Stored data =
------
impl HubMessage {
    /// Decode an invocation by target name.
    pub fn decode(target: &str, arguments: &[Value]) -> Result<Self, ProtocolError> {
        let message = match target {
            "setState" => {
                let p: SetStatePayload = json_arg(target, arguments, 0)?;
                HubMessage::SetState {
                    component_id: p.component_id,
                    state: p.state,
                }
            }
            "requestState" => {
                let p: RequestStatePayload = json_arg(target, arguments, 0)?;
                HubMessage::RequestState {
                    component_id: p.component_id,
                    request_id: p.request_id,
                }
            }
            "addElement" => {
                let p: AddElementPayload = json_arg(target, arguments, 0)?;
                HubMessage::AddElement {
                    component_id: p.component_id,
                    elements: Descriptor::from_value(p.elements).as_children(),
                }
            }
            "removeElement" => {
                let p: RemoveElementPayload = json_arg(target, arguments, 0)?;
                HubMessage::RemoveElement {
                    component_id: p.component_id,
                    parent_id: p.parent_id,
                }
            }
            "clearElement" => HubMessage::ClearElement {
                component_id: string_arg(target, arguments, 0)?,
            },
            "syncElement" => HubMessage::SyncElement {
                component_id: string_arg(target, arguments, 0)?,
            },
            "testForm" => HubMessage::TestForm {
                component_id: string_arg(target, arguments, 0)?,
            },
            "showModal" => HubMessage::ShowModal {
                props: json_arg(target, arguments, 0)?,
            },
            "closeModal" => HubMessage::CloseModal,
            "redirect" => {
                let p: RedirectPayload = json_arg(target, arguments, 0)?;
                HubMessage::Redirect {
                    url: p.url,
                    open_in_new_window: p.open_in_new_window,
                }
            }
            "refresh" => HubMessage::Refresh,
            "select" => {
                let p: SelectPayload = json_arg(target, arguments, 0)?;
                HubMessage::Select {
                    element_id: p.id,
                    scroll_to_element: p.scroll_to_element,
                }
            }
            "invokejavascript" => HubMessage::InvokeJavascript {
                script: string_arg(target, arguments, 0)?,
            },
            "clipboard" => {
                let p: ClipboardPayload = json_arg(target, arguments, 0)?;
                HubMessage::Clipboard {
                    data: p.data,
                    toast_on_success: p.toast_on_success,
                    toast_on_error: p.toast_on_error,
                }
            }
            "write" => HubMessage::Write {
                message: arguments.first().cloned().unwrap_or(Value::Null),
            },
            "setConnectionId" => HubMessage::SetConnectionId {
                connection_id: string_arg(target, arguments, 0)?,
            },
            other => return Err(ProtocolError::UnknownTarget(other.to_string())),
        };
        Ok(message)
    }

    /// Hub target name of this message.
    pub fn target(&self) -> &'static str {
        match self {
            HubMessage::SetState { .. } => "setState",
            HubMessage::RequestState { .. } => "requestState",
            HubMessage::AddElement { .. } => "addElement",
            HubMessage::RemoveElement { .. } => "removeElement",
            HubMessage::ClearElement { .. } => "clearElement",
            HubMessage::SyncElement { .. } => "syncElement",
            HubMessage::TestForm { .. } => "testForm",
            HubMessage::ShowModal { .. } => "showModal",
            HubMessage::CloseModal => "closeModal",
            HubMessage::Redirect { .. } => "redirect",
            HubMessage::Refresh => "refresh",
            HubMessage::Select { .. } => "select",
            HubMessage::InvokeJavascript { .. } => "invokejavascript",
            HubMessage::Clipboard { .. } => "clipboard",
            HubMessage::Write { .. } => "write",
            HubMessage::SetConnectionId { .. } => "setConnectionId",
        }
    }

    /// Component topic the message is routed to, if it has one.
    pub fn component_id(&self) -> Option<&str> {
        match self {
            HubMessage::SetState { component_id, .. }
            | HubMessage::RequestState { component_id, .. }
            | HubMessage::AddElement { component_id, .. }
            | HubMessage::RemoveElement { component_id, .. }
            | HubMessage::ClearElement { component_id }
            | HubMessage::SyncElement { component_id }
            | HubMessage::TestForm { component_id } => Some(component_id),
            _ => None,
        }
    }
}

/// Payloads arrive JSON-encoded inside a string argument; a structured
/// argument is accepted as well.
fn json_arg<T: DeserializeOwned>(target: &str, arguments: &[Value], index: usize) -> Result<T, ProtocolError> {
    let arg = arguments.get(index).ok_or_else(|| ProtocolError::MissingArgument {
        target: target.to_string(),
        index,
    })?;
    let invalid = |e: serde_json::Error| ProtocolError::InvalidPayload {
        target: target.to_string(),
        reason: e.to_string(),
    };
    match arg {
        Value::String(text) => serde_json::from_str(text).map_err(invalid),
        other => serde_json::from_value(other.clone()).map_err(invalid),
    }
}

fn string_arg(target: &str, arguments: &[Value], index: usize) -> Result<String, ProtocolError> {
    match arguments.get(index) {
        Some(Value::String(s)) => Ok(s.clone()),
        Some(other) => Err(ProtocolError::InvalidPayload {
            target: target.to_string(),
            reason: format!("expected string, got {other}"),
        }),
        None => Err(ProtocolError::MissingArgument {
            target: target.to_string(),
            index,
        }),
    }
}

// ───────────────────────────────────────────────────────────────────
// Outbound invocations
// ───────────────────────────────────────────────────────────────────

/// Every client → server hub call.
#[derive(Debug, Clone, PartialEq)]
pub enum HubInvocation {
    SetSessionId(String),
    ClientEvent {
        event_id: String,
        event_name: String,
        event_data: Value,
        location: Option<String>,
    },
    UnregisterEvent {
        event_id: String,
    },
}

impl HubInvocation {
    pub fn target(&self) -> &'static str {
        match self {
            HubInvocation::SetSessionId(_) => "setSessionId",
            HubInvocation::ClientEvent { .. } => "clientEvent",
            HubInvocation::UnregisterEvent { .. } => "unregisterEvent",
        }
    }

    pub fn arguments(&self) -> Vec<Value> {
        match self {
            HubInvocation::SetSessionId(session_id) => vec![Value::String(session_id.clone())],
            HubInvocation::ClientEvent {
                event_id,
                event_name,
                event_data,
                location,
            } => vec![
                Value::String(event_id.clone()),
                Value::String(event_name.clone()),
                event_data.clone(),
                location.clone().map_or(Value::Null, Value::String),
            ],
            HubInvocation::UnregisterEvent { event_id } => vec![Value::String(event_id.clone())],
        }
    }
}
------
EXERCISE = Count every line in the data where the string "ShowModal" occurs. Give nothing except the number.

ANSWER AREA = 2